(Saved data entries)

◇ ◇ ◇ ◇

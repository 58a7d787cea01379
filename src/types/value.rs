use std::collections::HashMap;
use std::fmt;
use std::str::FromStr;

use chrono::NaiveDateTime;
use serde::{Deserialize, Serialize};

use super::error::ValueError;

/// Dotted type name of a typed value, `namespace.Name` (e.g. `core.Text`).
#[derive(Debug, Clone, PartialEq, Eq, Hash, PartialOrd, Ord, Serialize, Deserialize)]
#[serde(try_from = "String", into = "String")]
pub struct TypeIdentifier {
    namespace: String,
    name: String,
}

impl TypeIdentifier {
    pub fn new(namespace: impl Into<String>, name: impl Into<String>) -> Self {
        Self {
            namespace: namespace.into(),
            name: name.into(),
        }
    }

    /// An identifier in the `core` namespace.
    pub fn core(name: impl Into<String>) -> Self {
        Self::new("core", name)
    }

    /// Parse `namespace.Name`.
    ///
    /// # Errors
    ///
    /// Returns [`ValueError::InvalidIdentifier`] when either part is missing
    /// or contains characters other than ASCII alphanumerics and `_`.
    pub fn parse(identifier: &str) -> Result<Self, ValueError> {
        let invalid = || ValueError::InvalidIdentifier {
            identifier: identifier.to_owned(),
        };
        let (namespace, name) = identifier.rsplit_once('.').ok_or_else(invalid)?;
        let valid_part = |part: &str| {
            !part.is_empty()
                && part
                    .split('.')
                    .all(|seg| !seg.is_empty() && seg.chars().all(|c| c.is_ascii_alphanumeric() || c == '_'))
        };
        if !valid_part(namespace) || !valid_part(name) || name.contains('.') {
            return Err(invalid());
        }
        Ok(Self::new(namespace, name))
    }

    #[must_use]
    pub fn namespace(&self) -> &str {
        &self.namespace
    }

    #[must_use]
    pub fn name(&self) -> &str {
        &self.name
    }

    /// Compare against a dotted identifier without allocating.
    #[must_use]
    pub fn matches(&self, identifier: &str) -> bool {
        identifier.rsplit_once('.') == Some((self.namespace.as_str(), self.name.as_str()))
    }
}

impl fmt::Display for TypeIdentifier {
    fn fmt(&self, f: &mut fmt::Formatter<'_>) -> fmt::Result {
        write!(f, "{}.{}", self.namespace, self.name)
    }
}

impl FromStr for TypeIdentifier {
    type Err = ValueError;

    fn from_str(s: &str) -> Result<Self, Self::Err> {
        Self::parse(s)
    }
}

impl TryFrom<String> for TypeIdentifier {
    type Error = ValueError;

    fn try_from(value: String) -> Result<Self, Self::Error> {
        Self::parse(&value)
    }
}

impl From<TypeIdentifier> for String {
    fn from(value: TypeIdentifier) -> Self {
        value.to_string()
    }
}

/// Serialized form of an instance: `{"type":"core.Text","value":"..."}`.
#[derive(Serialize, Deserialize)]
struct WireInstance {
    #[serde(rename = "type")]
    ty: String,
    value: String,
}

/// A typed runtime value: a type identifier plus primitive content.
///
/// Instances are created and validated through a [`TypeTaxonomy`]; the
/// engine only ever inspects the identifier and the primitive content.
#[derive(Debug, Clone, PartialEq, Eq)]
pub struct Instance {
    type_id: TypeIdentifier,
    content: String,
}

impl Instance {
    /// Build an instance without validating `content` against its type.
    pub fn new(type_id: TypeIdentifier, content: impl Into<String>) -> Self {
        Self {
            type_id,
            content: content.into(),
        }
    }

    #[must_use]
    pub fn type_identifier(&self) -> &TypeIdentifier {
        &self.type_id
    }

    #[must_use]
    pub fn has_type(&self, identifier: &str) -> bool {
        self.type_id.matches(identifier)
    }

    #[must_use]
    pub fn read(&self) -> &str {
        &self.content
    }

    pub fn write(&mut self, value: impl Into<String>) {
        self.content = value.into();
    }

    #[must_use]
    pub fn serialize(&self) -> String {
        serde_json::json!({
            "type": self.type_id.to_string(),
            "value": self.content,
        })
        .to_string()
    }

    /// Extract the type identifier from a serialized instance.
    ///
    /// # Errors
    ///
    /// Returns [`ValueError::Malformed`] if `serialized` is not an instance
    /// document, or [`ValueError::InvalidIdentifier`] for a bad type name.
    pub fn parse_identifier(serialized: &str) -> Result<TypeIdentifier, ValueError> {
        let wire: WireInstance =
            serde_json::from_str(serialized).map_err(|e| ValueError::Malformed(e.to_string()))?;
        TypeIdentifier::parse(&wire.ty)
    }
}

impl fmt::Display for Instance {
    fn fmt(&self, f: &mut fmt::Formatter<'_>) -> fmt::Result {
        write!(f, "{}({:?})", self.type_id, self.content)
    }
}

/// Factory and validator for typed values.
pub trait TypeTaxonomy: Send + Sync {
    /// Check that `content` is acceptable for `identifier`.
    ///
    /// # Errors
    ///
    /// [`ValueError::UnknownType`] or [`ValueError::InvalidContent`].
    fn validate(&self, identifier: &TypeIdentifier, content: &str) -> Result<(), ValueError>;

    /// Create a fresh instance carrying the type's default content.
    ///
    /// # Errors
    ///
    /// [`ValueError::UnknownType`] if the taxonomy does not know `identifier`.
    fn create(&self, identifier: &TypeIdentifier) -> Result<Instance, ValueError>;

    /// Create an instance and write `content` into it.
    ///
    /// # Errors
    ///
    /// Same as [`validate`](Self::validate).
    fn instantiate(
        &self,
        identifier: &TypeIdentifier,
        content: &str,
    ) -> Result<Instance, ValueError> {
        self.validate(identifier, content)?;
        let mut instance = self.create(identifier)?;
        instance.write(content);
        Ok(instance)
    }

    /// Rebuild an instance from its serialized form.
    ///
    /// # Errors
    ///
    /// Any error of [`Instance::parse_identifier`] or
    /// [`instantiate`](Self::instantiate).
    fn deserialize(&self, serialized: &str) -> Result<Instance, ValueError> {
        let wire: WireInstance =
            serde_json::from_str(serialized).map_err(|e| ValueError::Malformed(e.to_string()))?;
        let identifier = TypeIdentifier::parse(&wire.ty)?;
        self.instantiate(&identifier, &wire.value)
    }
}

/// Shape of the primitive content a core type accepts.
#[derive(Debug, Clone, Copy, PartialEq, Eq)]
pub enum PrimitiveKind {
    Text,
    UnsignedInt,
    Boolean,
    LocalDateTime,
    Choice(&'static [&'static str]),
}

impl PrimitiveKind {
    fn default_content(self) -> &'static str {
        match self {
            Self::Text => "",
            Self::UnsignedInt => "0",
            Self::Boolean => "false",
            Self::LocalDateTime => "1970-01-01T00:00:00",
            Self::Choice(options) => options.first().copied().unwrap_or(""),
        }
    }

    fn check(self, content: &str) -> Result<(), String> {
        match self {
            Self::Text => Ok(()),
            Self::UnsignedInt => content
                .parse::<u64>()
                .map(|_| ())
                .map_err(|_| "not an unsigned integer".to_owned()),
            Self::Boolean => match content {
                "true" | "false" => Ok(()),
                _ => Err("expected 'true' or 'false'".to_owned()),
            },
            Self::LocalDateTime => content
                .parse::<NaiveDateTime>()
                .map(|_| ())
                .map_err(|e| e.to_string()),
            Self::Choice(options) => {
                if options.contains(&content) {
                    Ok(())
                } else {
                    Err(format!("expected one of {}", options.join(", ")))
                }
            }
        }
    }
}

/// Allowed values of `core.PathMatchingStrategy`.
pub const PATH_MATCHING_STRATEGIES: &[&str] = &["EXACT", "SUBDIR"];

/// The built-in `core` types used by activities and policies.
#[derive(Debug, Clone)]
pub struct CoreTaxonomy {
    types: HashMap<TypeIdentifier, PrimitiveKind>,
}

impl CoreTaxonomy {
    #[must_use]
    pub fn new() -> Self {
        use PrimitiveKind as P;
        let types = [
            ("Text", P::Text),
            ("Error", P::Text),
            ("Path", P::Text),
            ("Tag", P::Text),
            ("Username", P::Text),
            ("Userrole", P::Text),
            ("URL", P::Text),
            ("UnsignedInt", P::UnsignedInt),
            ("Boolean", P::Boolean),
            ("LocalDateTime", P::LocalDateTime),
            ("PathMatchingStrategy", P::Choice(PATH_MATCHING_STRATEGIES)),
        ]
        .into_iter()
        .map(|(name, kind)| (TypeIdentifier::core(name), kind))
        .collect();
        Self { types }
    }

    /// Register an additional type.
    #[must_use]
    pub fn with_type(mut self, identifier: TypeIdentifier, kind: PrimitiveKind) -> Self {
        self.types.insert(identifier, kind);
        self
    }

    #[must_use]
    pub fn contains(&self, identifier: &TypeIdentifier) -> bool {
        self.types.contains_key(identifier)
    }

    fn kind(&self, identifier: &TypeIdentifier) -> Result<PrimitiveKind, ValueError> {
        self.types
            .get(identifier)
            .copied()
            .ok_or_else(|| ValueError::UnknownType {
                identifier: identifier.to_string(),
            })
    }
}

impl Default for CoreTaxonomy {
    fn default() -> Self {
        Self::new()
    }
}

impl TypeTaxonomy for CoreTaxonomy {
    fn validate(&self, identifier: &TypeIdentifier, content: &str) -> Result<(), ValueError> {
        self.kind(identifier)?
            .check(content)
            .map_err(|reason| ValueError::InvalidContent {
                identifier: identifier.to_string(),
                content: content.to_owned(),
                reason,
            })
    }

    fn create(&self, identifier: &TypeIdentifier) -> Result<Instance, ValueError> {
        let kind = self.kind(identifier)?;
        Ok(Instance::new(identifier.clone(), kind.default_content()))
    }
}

◇ ◇ ◇ ◇

Problem:
Where in the records above does the word "matches" appear? Copy each line that holds it.

Completed exercise:
    pub fn matches(&self, identifier: &str) -> bool {
        self.type_id.matches(identifier)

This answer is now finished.